En 2011, le marché des compléments alimentaires avait subi un ralentissement brutal lié à la nouvelle réglementation des allégations santé, mais aujourd’hui il a su rebondir et utiliser cet encadrement pour améliorer son image. L’AFIPA aimerait aussi pouvoir redorer le blason de l’automédication, mais la tâche est ardue. L’association regrette en effet que les politiques continuent à faire passer le message que les médicaments ont des prix trop élevés en France. Récemment encore, alors que le monopole officinal était sur la sellette et que les pharmaciens craignaient de voir des médicaments sans ordonnance en grande surface, les pouvoirs publics justifiaient cette possibilité par le fait de « redonner du pouvoir d’achat aux Français ». Or, étude à l’appui, l’AFIPA rappelle que les prix en France « sont les plus bas d’Europe avec ceux pratiqués au Royaume-Uni. Le prix moyen est de 4,50 euros alors que le prix moyen en Europe est de 6,20 euros ».

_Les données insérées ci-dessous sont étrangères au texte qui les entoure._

use crate::error::StorageError;
use async_trait::async_trait;

/// Result type for storage operations.
pub type Result<T> = std::result::Result<T, StorageError>;

/// Zero-based sequential identifier of a stored link.
pub type LinkId = u64;

/// Persistence contract the link service depends on.
///
/// Ids are zero-based and dense from the service's point of view; backends
/// that number rows differently translate at their own boundary.
#[async_trait]
pub trait LinkStorage: Send + Sync + 'static {
    /// Stores `original` under `id`.
    ///
    /// Returns `Err(Conflict)` if either the id or the original is taken.
    async fn save(&self, original: &str, id: LinkId) -> Result<()>;

    /// Retrieves the original stored under `id`.
    ///
    /// Returns `None` if nothing is stored there. A stored empty string is
    /// returned as `Some("")`.
    async fn load(&self, id: LinkId) -> Result<Option<String>>;

    /// Number of committed records.
    async fn count(&self) -> Result<u64>;

    /// Returns the id of `original` if it is stored.
    async fn exists(&self, original: &str) -> Result<Option<LinkId>>;

    /// Atomically assigns the next id (the current count) to `original` and
    /// stores it.
    ///
    /// If `original` is already stored, its existing id is returned and
    /// nothing is written. Concurrent calls never hand out the same id.
    ///
    /// Returns `Err(Exhausted)` without writing when the next id would be
    /// `limit` or more.
    async fn append(&self, original: &str, limit: u64) -> Result<LinkId>;

    /// Releases the underlying resources.
    async fn shutdown(&self) -> Result<()>;
}
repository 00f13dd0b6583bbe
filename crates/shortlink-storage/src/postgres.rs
use async_trait::async_trait;
use shortlink_core::storage::{LinkId, LinkStorage, Result};
use shortlink_core::StorageError;
use sqlx::postgres::{PgConnectOptions, PgPool};
use sqlx::Row;
use tracing::debug;

/// Schema of the `urls` table.
pub const URLS_DDL: &str = include_str!("../ddl/postgres/urls.sql");

/// PostgreSQL implementation of the storage contract.
///
/// Rows live in a single `urls` table whose primary key starts at 1. The
/// service's ids start at 0, so every id is shifted by one on the way in and
/// out of this type and nowhere else.
#[derive(Debug, Clone)]
pub struct PostgresStorage {
    pool: PgPool,
}

impl PostgresStorage {
    /// Creates a storage from an existing connection pool.
    pub fn new(pool: PgPool) -> Self {
        Self { pool }
    }

    /// Creates a storage by opening a new connection pool from options.
    pub async fn connect_with(options: PgConnectOptions) -> Result<Self> {
        let pool = PgPool::connect_with(options)
            .await
            .map_err(map_sqlx_error)?;
        Ok(Self::new(pool))
    }

    /// Creates the `urls` table if it does not exist yet.
    pub async fn migrate(&self) -> Result<()> {
        sqlx::raw_sql(URLS_DDL)
            .execute(&self.pool)
            .await
            .map_err(map_sqlx_error)?;
        Ok(())
    }

    /// Returns a reference to the underlying pool.
    pub fn pool(&self) -> &PgPool {
        &self.pool
    }
}

fn to_row_id(id: LinkId) -> Result<i64> {
    i64::try_from(id)
        .ok()
        .and_then(|id| id.checked_add(1))
        .ok_or_else(|| StorageError::InvalidData(format!("id {} is out of range", id)))
}

fn from_row_id(row_id: i64) -> Result<LinkId> {
    row_id
        .checked_sub(1)
        .and_then(|id| LinkId::try_from(id).ok())
        .ok_or_else(|| StorageError::InvalidData(format!("invalid row id {}", row_id)))
}

fn is_unique_violation(err: &sqlx::Error) -> bool {
    err.as_database_error()
        .is_some_and(sqlx::error::DatabaseError::is_unique_violation)
}

fn map_sqlx_error(err: sqlx::Error) -> StorageError {
    let message = err.to_string();

    match err {
        sqlx::Error::PoolTimedOut => StorageError::Timeout(message),
        sqlx::Error::PoolClosed
        | sqlx::Error::WorkerCrashed
        | sqlx::Error::Io(_)
        | sqlx::Error::Tls(_) => StorageError::Unavailable(message),
        sqlx::Error::ColumnIndexOutOfBounds { .. }
        | sqlx::Error::ColumnNotFound(_)
        | sqlx::Error::ColumnDecode { .. }
        | sqlx::Error::TypeNotFound { .. }
        | sqlx::Error::Decode(_)
        | sqlx::Error::RowNotFound => StorageError::InvalidData(message),
        _ => StorageError::Query(message),
    }
}

fn map_insert_error(err: sqlx::Error, original: &str) -> StorageError {
    if is_unique_violation(&err) {
        StorageError::Conflict(original.to_string())
    } else {
        map_sqlx_error(err)
    }
}

#[async_trait]
impl LinkStorage for PostgresStorage {
    async fn save(&self, original: &str, id: LinkId) -> Result<()> {
        sqlx::query("INSERT INTO urls (id, original) VALUES ($1, $2)")
            .bind(to_row_id(id)?)
            .bind(original)
            .execute(&self.pool)
            .await
            .map_err(|err| map_insert_error(err, original))?;
        Ok(())
    }

    async fn load(&self, id: LinkId) -> Result<Option<String>> {
        // Ids past the BIGINT key range cannot be stored.
        let Ok(row_id) = to_row_id(id) else {
            return Ok(None);
        };

        let row = sqlx::query("SELECT original FROM urls WHERE id = $1")
            .bind(row_id)
            .fetch_optional(&self.pool)
            .await
            .map_err(map_sqlx_error)?;

        row.map(|row| row.try_get::<String, _>("original").map_err(map_sqlx_error))
            .transpose()
    }

    async fn count(&self) -> Result<u64> {
        let count: i64 = sqlx::query_scalar("SELECT count(*) FROM urls")
            .fetch_one(&self.pool)
            .await
            .map_err(map_sqlx_error)?;

        u64::try_from(count)
            .map_err(|_| StorageError::InvalidData(format!("negative row count {}", count)))
    }

    async fn exists(&self, original: &str) -> Result<Option<LinkId>> {
        let row_id: Option<i64> = sqlx::query_scalar("SELECT id FROM urls WHERE original = $1")
            .bind(original)
            .fetch_optional(&self.pool)
            .await
            .map_err(map_sqlx_error)?;

        row_id.map(from_row_id).transpose()
    }

    async fn append(&self, original: &str, limit: u64) -> Result<LinkId> {
        let mut tx = self.pool.begin().await.map_err(map_sqlx_error)?;

        // Serializes appends against each other while leaving reads alone.
        sqlx::query("LOCK TABLE urls IN SHARE ROW EXCLUSIVE MODE")
            .execute(&mut *tx)
            .await
            .map_err(map_sqlx_error)?;

        let existing: Option<i64> = sqlx::query_scalar("SELECT id FROM urls WHERE original = $1")
            .bind(original)
            .fetch_optional(&mut *tx)
            .await
            .map_err(map_sqlx_error)?;

        if let Some(row_id) = existing {
            debug!(row_id, "original already stored");
            return from_row_id(row_id);
        }

        let count: i64 = sqlx::query_scalar("SELECT count(*) FROM urls")
            .fetch_one(&mut *tx)
            .await
            .map_err(map_sqlx_error)?;
        let next = u64::try_from(count)
            .map_err(|_| StorageError::InvalidData(format!("negative row count {}", count)))?;
        if next >= limit {
            debug!(count = next, limit, "id space exhausted");
            return Err(StorageError::Exhausted(next));
        }
        let row_id = count
            .checked_add(1)
            .ok_or_else(|| StorageError::InvalidData(format!("row count {} overflows", count)))?;

        sqlx::query("INSERT INTO urls (id, original) VALUES ($1, $2)")
            .bind(row_id)
            .bind(original)
            .execute(&mut *tx)
            .await
            .map_err(|err| map_insert_error(err, original))?;

        tx.commit().await.map_err(map_sqlx_error)?;

        debug!(row_id, "appended link");
        from_row_id(row_id)
    }

    async fn shutdown(&self) -> Result<()> {
        self.pool.close().await;
        debug!("postgres pool closed");
        Ok(())
    }
}

#[cfg(test)]
mod tests {
    use super::*;

    #[test]
    fn row_ids_are_offset_by_one() {
        assert_eq!(to_row_id(0).unwrap(), 1);
        assert_eq!(to_row_id(41).unwrap(), 42);
        assert_eq!(from_row_id(1).unwrap(), 0);
        assert_eq!(from_row_id(42).unwrap(), 41);
    }

    #[test]
    fn out_of_range_ids() {
        assert!(to_row_id(u64::MAX).is_err());
        assert!(to_row_id(i64::MAX as u64).is_err());
        assert!(from_row_id(0).is_err());
        assert!(from_row_id(i64::MIN).is_err());
    }

    #[tokio::test]
    async fn load_past_key_range_skips_the_database() {
        // Lazy pool: nothing listens here, so any query would fail.
        let pool = sqlx::postgres::PgPoolOptions::new()
            .connect_lazy_with(PgConnectOptions::new().host("127.0.0.1").port(1));
        let storage = PostgresStorage::new(pool);

        assert_eq!(storage.load(i64::MAX as u64).await.unwrap(), None);
        assert_eq!(storage.load(u64::MAX).await.unwrap(), None);
    }

    #[test]
    fn pool_errors_map_to_storage_errors() {
        assert!(matches!(
            map_sqlx_error(sqlx::Error::PoolTimedOut),
            StorageError::Timeout(_)
        ));
        assert!(matches!(
            map_sqlx_error(sqlx::Error::PoolClosed),
            StorageError::Unavailable(_)
        ));
        assert!(matches!(
            map_sqlx_error(sqlx::Error::RowNotFound),
            StorageError::InvalidData(_)
        ));
        assert!(matches!(
            map_insert_error(sqlx::Error::PoolClosed, "a.com"),
            StorageError::Unavailable(_)
        ));
    }

    #[test]
    fn ddl_creates_urls_table() {
        assert!(URLS_DDL.contains("CREATE TABLE IF NOT EXISTS urls"));
        assert!(URLS_DDL.contains("original TEXT NOT NULL UNIQUE"));
    }
}
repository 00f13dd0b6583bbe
//! Protobuf contract of the shortlink gRPC service.

pub mod shortener {
    pub mod v1 {
        tonic::include_proto!("shortener.v1");
    }
}

pub mod v1 {
    pub use crate::shortener::v1::*;
}

/// Encoded descriptor set of every compiled proto file, served through gRPC
/// reflection.
pub const FILE_DESCRIPTOR_SET: &[u8] = tonic::include_file_descriptor_set!("shortener_descriptor");
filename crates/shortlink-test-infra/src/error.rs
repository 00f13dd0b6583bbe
use std::result::Result as StdResult;
use thiserror::Error;

/// Errors that can occur when working with test infrastructure containers.
#[derive(Debug, Error)]
pub enum TestInfraError {
    #[error("Container error: {0}")]
    Container(#[from] testcontainers::TestcontainersError),
}

/// A type alias for `Result` with `TestInfraError`.
pub type Result<T> = StdResult<T, TestInfraError>;
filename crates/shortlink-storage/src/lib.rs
//! Storage backends for the shortlink service.

pub mod memory;
pub mod postgres;

pub use memory::InMemoryStorage;
pub use postgres::PostgresStorage;
pub use shortlink_core::storage::{LinkId, LinkStorage, Result};
pub use shortlink_core::StorageError;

De la même façon, l’association s’insurge contre de fausses assertions telles que « les prix augmentent plus vite que l’inflation ». Elle souligne d’ailleurs que les prix augmentent moins vite que l’inflation, alors même que le taux de TVA est passé d’abord de 5,5 % à 7 %, pour finalement atteindre le taux de 10 %. Et ce grâce à la grande concurrence existant entre laboratoires pharmaceutiques et entre pharmacies d’officine. « Nous menons des études depuis 2008 et leurs résultats sont exactement à l’inverse de ce que prétend l’Inspection générale des finances (IGF), lance Pascal Brossard. Il est scandaleux que cette institution prestigieuse qui fonctionne avec les deniers publics puisse dire de telles choses, car cela lui permet ensuite d’affirmer qu’il faut sortir les médicaments du monopole pharmaceutique, alors qu’elle se base sur des chiffres erronés. »
Face à ces fausses assertions, beaucoup rêvent d’un droit à la communication pour le pharmacien, qui lui permettrait, en prime, de concurrencer à jeu égal les autres circuits de distribution qui vendent des compléments alimentaires, des dispositifs médicaux, des références de parapharmacie, etc. « Il est vrai que les autres structures qui vendent par exemple du matériel médical peuvent communiquer comme elles le souhaitent, alors que l’officine est contrainte de le faire uniquement entre ses murs », remarque Jacques Besnier, du Collectif national des groupements de pharmaciens d’officine (CNGPO). Mais pour le moment, le sujet n’a pas encore évolué sur le plan législatif ou réglementaire.
** Syndicat national des compléments alimentaires.